June 18, 2024

Open Court

MORE TENNIS THAN YOU'LL EVER NEED

Roland Garros a dramatic venue for Cana-Chilean Tabilo

ROLAND GARROS – Whenever Canadian-Chilean Alejandro Tabilo comes to Paris, there’s never a dull moment.

But he arrives this year ranked a career-high No. 25, is the No. 24 seed and – surprisingly – is making his main draw debut.

Tabilo, 26, is a Toronto born and raised lefty who now represents Chile.

If you follow the “Canucks This Week” results, you know we always keep track of what he’s doing. But for whatever reason (time, mostly), we’ve never interviewed him or done a piece on him even if we’ve been following him since he first came to this legendary venue in 2015 as a junior.

Consider that addressed.

Click here to read our piece for the Canadian Press.

SO much more to the story

Now that you’ve read the piece, you know that Tabilo was a self-admitted “very chubby kid”.

It didn’t stop him from getting to the top 30 in the world in the juniors, even though he’d long been dismissed by Tennis Canada and had relocated to Florida.

Tabilo in Montreal with his junior Davis Cup squad, along with the under-14 world squad. You might recognize that kid in the middle. (Photo: Rajeel Manji).

In 2015, he was the only Canadian kid ranked high enough to be in the junior boys’ singles at Roland Garros.

He was unseeded, though, and had the misfortune of drawing world No. 1 Orlando Luz in the first round.

He won the first set, but lost in three.

We’re not kidding about the baby fat. Here’s what it looked like.

From there, his journey took him to the IMG Academy

It went through a diet so strict, to drop the weight he’d been carrying since a young teenager, that he overdid it and ended up looking quite gaunt for awhile. He seems to have found the balance now.

He then headed to Santiago, Chile here he decided his best play was to represent his parents’ native land.

Great decision.

Read us

Still, it took awhile.

But in his first attempt at qualifying for a major – at the Australian Open in 2020 – he made it through.

And then he won his first round. It was an insane evening match against Colombia’s Daniel Elahi Galan, before a crowd evenly split between Colombian and Chilean supporters. It went the distance, and Tabilo won it.

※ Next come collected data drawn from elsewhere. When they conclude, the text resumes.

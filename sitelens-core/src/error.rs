//! Error types for sitelens-core

use std::time::Duration;
use thiserror::Error;

/// Main error type for the sitelens-core library
#[derive(Error, Debug)]
pub enum Error {
    /// IO error
    #[error("IO error: {0}")]
    Io(#[from] std::io::Error),

    /// JSON parsing error
    #[error("JSON error: {0}")]
    Json(#[from] serde_json::Error),

    /// Configuration error
    #[error("configuration error: {0}")]
    Config(String),

    /// Event store request or response error
    #[error("event store error: {0}")]
    EventStore(String),

    /// Remote recommendation backend error
    #[error("recommendation error: {0}")]
    Recommendation(String),

    /// An outbound call did not finish in time
    #[error("request timed out after {0:?}")]
    Timeout(Duration),

    /// Time window with end before start
    #[error("invalid time window: {0}")]
    InvalidWindow(String),
}

/// Result type alias for sitelens-core
pub type Result<T> = std::result::Result<T, Error>;
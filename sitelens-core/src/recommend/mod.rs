//! Heuristic recommendations
//!
//! Recommendations come from one of two places:
//! - [`local_recommendations`]: deterministic rules over the classification
//!   and the aggregate metrics. Always available.
//! - [`RecommendationClient`]: an optional remote backend. Any failure or
//!   timeout there falls back to the local rules.
//!
//! ## Local rules
//!
//! | Rule | Trigger | Priority |
//! |------|---------|----------|
//! | `install-tracking` | no real data in the window | High |
//! | `reduce-bounce` | bounce rate > 60% | High |
//! | `fix-exit-page` | top exit page > 70% exit rate with 5+ visits | High |
//! | `funnel-drop-off` | any funnel stage loses > 50% of visitors | High |
//! | `increase-engagement` | average session < 30s | Medium |
//! | `diversify-traffic` | direct traffic > 60% of visitors | Low |
//! | `clarify-site-structure` | classification confidence < 40 | Low |
//!
//! Plus category-specific suggestions for the detected [`WebsiteType`].

mod client;

pub use client::{RecommendationClient, RecommendationRequest, RemoteRecommendations};

use crate::classify::{Classification, WebsiteType};
use crate::types::{AggregateResult, DIRECT_SOURCE};
use serde::{Deserialize, Serialize};

const HIGH_BOUNCE_RATE: f64 = 60.0;
const HIGH_EXIT_RATE: f64 = 70.0;
const MIN_EXIT_VISITS: u64 = 5;
const HIGH_DROP_OFF_RATE: f64 = 50.0;
const SHORT_SESSION_SECS: f64 = 30.0;
const DIRECT_TRAFFIC_SHARE: f64 = 0.6;
const LOW_CONFIDENCE: f64 = 40.0;

/// Area a recommendation targets.
#[derive(Debug, Clone, Copy, PartialEq, Eq, Hash, Default, Serialize, Deserialize)]
#[serde(rename_all = "snake_case")]
pub enum RecommendationCategory {
    Engagement,
    Conversion,
    Acquisition,
    Content,
    Tracking,
    #[default]
    General,
}

/// Urgency, most urgent first.
#[derive(
    Debug, Clone, Copy, PartialEq, Eq, Hash, PartialOrd, Ord, Default, Serialize, Deserialize,
)]
#[serde(rename_all = "snake_case")]
pub enum Priority {
    High,
    #[default]
    Medium,
    Low,
}

/// A single suggestion shown on the dashboard.
#[derive(Debug, Clone, PartialEq, Serialize, Deserialize)]
#[serde(rename_all = "camelCase")]
pub struct Recommendation {
    #[serde(default)]
    pub id: String,
    #[serde(default)]
    pub category: RecommendationCategory,
    #[serde(default)]
    pub priority: Priority,
    pub title: String,
    #[serde(default)]
    pub detail: String,
}

impl Recommendation {
    fn new(
        id: &str,
        category: RecommendationCategory,
        priority: Priority,
        title: &str,
        detail: impl Into<String>,
    ) -> Self {
        Self {
            id: id.to_string(),
            category,
            priority,
            title: title.to_string(),
            detail: detail.into(),
        }
    }
}

/// Where a set of recommendations came from.
#[derive(Debug, Clone, Copy, PartialEq, Eq, Serialize, Deserialize)]
#[serde(rename_all = "snake_case")]
pub enum RecommendationSource {
    Remote,
    Local,
}

/// Rule-based recommendations, sorted by priority then id.
pub fn local_recommendations(
    classification: &Classification,
    aggregate: Option<&AggregateResult>,
) -> Vec<Recommendation> {
    use Priority::*;
    use RecommendationCategory::*;

    let mut recs = category_recommendations(classification.website_type);

    if classification.confidence < LOW_CONFIDENCE {
        recs.push(Recommendation::new(
            "clarify-site-structure",
            Content,
            Low,
            "Clarify your site structure",
            "Descriptive, consistent URL paths make the site easier to navigate and classify.",
        ));
    }

    match aggregate {
        Some(aggregate) if aggregate.real_data => recs.extend(metric_recommendations(aggregate)),
        _ => recs.push(Recommendation::new(
            "install-tracking",
            Tracking,
            High,
            "Verify the tracking snippet",
            "No page views were recorded in this window.",
        )),
    }

    recs.sort_by(|a, b| a.priority.cmp(&b.priority).then_with(|| a.id.cmp(&b.id)));
    recs
}

fn metric_recommendations(aggregate: &AggregateResult) -> Vec<Recommendation> {
    use Priority::*;
    use RecommendationCategory::*;

    let mut recs = Vec::new();
    let metrics = &aggregate.metrics;

    if metrics.bounce_rate > HIGH_BOUNCE_RATE {
        recs.push(Recommendation::new(
            "reduce-bounce",
            Engagement,
            High,
            "Reduce your bounce rate",
            format!(
                "{:.1}% of sessions view a single page. Add clear next steps to landing pages.",
                metrics.bounce_rate
            ),
        ));
    }

    if metrics.total_sessions > 0 && metrics.avg_session_duration < SHORT_SESSION_SECS {
        recs.push(Recommendation::new(
            "increase-engagement",
            Engagement,
            Medium,
            "Keep visitors around longer",
            format!(
                "Multi-page sessions last {:.0}s on average.",
                metrics.avg_session_duration
            ),
        ));
    }

    if let Some(page) = aggregate
        .exit_pages
        .iter()
        .find(|p| p.exit_rate > HIGH_EXIT_RATE && p.visits >= MIN_EXIT_VISITS)
    {
        recs.push(Recommendation::new(
            "fix-exit-page",
            Conversion,
            High,
            "Review your top exit page",
            format!(
                "{} ends {:.1}% of the visits that reach it.",
                page.path, page.exit_rate
            ),
        ));
    }

    if let Some(stage) = aggregate
        .funnel
        .iter()
        .filter(|s| s.drop_off_rate > HIGH_DROP_OFF_RATE)
        .max_by(|a, b| a.drop_off_rate.total_cmp(&b.drop_off_rate))
    {
        recs.push(Recommendation::new(
            "funnel-drop-off",
            Conversion,
            High,
            "Fix the biggest funnel leak",
            format!(
                "{:.1}% of visitors drop off before reaching {}.",
                stage.drop_off_rate, stage.path
            ),
        ));
    }

    let direct = aggregate
        .traffic_sources
        .iter()
        .find(|s| s.source == DIRECT_SOURCE)
        .map_or(0, |s| s.visitors);
    if metrics.total_visitors > 0
        && direct as f64 / metrics.total_visitors as f64 > DIRECT_TRAFFIC_SHARE
    {
        recs.push(Recommendation::new(
            "diversify-traffic",
            Acquisition,
            Low,
            "Diversify traffic sources",
            "Most visitors arrive directly. Tag campaigns with utm_source to measure them.",
        ));
    }

    recs
}

fn category_recommendations(website_type: WebsiteType) -> Vec<Recommendation> {
    use Priority::*;
    use RecommendationCategory::*;

    match website_type {
        WebsiteType::Ecommerce | WebsiteType::Marketplace => vec![
            Recommendation::new(
                "cart-recovery",
                Conversion,
                Medium,
                "Recover abandoned carts",
                "Follow up on carts that never reached checkout.",
            ),
            Recommendation::new(
                "product-pages",
                Content,
                Low,
                "Strengthen product pages",
                "Reviews, clear pricing and shipping details reduce hesitation.",
            ),
        ],
        WebsiteType::Saas => vec![Recommendation::new(
            "pricing-to-signup",
            Conversion,
            Medium,
            "Shorten the path from pricing to signup",
            "Link every plan directly to a trial or signup form.",
        )],
        WebsiteType::Blog | WebsiteType::News => vec![
            Recommendation::new(
                "related-content",
                Engagement,
                Medium,
                "Surface related articles",
                "Readers who see a next article are less likely to leave.",
            ),
            Recommendation::new(
                "newsletter-capture",
                Acquisition,
                Low,
                "Capture returning readers",
                "Offer a newsletter signup on article pages.",
            ),
        ],
        WebsiteType::Restaurant => vec![Recommendation::new(
            "online-reservations",
            Conversion,
            Medium,
            "Make reservations one click away",
            "Put the reservation or ordering link on the menu page.",
        )],
        WebsiteType::Nonprofit => vec![Recommendation::new(
            "donation-flow",
            Conversion,
            Medium,
            "Simplify the donation flow",
            "Fewer fields on the donate page lift completed gifts.",
        )],
        WebsiteType::Portfolio | WebsiteType::Agency | WebsiteType::Legal => vec![Recommendation::new(
            "contact-cta",
            Conversion,
            Medium,
            "Add a contact call to action",
            "Every case study or project page should end with a way to get in touch.",
        )],
        WebsiteType::General => Vec::new(),
        _ => vec![Recommendation::new(
            "primary-cta",
            Conversion,
            Medium,
            "Highlight the primary action",
            format!(
                "Make the main {} action visible above the fold.",
                website_type.label()
            ),
        )],
    }
}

It was his first Grand Slam main draw victory.

And it looked like this.

Drama at RG

In 2020 – the fall edition of Roland Garros – Tabilo was to play the qualifying on his preferred clay for the first time.

But just a couple of days before he was due to play, he was struck with an acute, painful case of peritonitis.

According to his account for the media outlet La Tercera, he got no help from the tournament, because the tournament doctor was only coming on duty on the Sunday. The ATP wasn’t much help either. And there was a serious language barrier.

It was a pretty hellish journey, and he was in the hospital for a number of days.

Every time he comes back, it comes back to him.

“Oh my God. I always remember that day; it was pretty, pretty tough,” he told Open Court. “Every time I come back, I always tell my team about it because in the hotel – the Novotel – there’s a distinctive smell in the lobby and it always brings me back .”

Final round in ’21 – and a tough opponent

Fast forward a year, and he tried his luck again in Paris.

After going through the first two qualifying rounds fairly routinely, he ended up playing an 18-year-old kid who had just broken into the top 100 – too late to make the cut for Paris, though.

He might look familiar.

Tabilo got schmooshed.

(Tabilo qualified in Australia again in Jan. 2022. Guess who he got in the first round? Yup, Mr. Alcaraz).

Another try in 2023

Two years later, ranked No. 135 and still looking for his first main draw in Paris, he played a completely bonkers match in the second round against the Croat Borna Gojo.

(Photos don’t do it justice, but not allowed to video).

Tabilo had it well in hand, with Gojo questioning calls, obliterating a racquet and – let’s put this delicately – his dedication to winning wavered a number of times.

Still, even amid the drama and nearly losing the second set, Tabilo prevailed in two tiebreaks to reach the final round of qualifying.

This time, no Alcaraz. Instead, it was Andrea Vavassori, with a near identical ranking to his. A fair fight.

But he went down 6-4, 6-4 and was denied another year.

Read us

In 2024, Tabilo is a seed

Since then, things have picked up significantly.

Just 10 days ago, Tabilo had a great run in Rome, beating Novak Djokovic and going all the way to the semifinals, where he rolled over eventual champion Alexander Zverev before ultimately falling in three sets.

He arrives in Paris at a career high No. 25, as the No. 24 seed, in his Roland Garros debut.

Here he is practicing earliier this week against Cameron Norrie – on the very same court that was the site of that insane drama v Gojo.

That’s a long way for a child of immigrant parents from Mississauga, Ont. – even if he had to go to another country to do it.